> [TASK INSTRUCTIONS]
How many lines of these entries hold the string "LLMMessage"? Reply with the number alone.

Stored data entries
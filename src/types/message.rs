use serde::{Deserialize, Serialize};

#[derive(Debug, Clone, Copy, Serialize, Deserialize, PartialEq, Eq)]
#[serde(rename_all = "snake_case")]
pub enum MessageRole {
    User,
    Assistant,
}

/// A message as one agent sees it in its history with a peer.
///
/// `role` is relative to the owning agent: `Assistant` for what it sent,
/// `User` for what it received. `name` is the agent that wrote the message.
#[derive(Debug, Clone, Serialize, Deserialize, PartialEq)]
pub struct ChatMessage {
    pub role: MessageRole,
    pub name: String,
    #[serde(default, skip_serializing_if = "Option::is_none")]
    pub content: Option<String>,
}

impl ChatMessage {
    pub fn new(name: impl Into<String>, content: Option<String>) -> Self {
        Self {
            role: MessageRole::Assistant,
            name: name.into(),
            content,
        }
    }

    pub fn new_text(name: impl Into<String>, content: impl Into<String>) -> Self {
        Self::new(name, Some(content.into()))
    }

    pub fn with_role(mut self, role: MessageRole) -> Self {
        self.role = role;
        self
    }

    pub fn text(&self) -> &str {
        self.content.as_deref().unwrap_or_default()
    }
}

#[derive(Debug, Clone, Serialize, Deserialize, PartialEq)]
#[serde(tag = "role", content = "content")]
pub enum LLMMessage {
    #[serde(rename = "system")]
    System(String),
    #[serde(rename = "user")]
    User(String),
    #[serde(rename = "assistant")]
    Assistant(String),
}

pub fn chat_message_to_llm_message(msg: &ChatMessage) -> LLMMessage {
    let content = msg.text().to_string();
    match msg.role {
        MessageRole::User => LLMMessage::User(content),
        MessageRole::Assistant => LLMMessage::Assistant(content),
    }
}

pub fn chat_history_to_llm_messages(history: &[ChatMessage]) -> Vec<LLMMessage> {
    history.iter().map(chat_message_to_llm_message).collect()
}
pub mod chat;

pub use chat::{initiate_chat, ChatOptions, ChatResult};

> [EXERCISE RESPONSE]
5